GIVEN INFORMATION —
********

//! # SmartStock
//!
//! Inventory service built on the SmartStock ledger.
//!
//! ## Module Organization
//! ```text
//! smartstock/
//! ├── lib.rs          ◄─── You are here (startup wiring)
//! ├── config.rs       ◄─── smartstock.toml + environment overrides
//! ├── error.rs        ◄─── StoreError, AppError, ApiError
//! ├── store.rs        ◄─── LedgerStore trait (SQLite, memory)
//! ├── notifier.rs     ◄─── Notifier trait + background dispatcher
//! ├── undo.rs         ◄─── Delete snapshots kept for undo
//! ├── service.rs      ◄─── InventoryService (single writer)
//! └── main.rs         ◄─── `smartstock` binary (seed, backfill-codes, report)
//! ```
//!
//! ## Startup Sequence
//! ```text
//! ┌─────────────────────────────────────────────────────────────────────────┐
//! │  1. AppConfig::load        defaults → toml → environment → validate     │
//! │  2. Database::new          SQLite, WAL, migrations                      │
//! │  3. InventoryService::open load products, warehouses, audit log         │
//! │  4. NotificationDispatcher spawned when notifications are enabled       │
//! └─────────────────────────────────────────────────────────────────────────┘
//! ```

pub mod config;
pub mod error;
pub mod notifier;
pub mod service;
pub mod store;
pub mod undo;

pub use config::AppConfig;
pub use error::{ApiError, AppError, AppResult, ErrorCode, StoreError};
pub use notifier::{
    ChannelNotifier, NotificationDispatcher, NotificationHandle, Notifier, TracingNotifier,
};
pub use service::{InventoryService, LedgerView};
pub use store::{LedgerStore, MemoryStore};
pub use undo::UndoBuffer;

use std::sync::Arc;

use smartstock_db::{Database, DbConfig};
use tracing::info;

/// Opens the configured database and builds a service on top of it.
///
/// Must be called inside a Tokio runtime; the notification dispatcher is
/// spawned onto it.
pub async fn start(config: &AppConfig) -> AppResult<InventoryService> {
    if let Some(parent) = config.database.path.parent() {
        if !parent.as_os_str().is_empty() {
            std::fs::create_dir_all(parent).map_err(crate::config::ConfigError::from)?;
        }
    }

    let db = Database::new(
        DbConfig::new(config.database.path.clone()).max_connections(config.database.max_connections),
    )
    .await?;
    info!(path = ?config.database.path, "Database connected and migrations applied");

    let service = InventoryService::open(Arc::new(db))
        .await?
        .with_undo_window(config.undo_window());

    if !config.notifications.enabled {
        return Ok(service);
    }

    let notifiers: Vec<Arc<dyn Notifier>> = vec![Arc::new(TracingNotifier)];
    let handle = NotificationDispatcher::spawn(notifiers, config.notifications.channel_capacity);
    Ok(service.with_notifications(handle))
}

********

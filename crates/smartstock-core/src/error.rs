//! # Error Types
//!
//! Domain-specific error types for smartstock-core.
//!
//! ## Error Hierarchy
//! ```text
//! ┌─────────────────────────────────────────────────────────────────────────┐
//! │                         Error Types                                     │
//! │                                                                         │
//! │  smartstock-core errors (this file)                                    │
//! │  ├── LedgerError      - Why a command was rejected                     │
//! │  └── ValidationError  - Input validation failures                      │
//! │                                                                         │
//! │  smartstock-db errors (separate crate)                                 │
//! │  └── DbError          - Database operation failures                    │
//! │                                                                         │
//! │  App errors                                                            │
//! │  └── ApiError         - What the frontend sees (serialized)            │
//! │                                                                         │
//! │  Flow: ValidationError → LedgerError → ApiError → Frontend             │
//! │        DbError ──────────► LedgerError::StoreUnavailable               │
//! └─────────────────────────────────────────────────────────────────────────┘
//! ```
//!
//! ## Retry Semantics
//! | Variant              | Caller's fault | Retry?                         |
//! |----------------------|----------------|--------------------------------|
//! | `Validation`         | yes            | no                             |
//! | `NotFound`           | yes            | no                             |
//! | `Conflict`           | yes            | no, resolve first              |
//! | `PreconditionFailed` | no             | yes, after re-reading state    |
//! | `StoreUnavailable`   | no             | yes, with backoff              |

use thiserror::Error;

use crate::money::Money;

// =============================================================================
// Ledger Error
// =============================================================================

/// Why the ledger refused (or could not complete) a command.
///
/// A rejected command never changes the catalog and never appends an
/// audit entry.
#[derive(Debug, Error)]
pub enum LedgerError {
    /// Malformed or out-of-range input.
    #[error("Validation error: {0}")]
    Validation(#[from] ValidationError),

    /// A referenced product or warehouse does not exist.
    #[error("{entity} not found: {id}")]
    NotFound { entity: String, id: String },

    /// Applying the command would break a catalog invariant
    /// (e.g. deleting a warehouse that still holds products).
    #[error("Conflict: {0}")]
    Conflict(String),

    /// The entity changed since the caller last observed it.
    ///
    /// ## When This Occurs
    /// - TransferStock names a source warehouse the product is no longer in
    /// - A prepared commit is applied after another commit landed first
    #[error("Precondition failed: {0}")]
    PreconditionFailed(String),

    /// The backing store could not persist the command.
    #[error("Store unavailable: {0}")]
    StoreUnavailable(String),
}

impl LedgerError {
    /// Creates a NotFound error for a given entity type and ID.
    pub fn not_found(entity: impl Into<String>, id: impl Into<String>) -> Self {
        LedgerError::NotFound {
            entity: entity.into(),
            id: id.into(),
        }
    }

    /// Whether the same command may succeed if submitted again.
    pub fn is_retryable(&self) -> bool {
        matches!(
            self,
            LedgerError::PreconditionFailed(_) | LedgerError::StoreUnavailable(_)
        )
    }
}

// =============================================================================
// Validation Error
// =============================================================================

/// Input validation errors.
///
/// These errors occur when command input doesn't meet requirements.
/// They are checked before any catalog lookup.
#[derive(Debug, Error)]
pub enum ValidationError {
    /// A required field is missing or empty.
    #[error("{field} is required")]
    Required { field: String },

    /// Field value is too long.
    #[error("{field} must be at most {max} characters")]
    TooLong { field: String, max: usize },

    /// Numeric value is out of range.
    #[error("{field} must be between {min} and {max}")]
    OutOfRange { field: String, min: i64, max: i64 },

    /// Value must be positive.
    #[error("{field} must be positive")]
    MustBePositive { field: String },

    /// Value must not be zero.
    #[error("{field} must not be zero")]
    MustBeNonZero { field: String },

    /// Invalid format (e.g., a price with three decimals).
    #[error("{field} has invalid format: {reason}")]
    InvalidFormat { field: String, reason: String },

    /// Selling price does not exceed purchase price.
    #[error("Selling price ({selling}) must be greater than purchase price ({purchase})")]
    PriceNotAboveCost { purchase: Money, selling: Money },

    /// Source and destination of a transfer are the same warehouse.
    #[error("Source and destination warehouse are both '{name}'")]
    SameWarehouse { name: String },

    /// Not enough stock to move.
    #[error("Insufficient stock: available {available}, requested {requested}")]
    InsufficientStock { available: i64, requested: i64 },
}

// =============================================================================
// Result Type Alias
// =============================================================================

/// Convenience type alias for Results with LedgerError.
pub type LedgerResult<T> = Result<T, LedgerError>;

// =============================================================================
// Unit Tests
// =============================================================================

********

WHAT THE TASK REQUIRES —
Go through the entries and return each line where the word "first" appears.

ANSWER SECTION —
//! | `Conflict`           | yes            | no, resolve first              |
    /// - A prepared commit is applied after another commit landed first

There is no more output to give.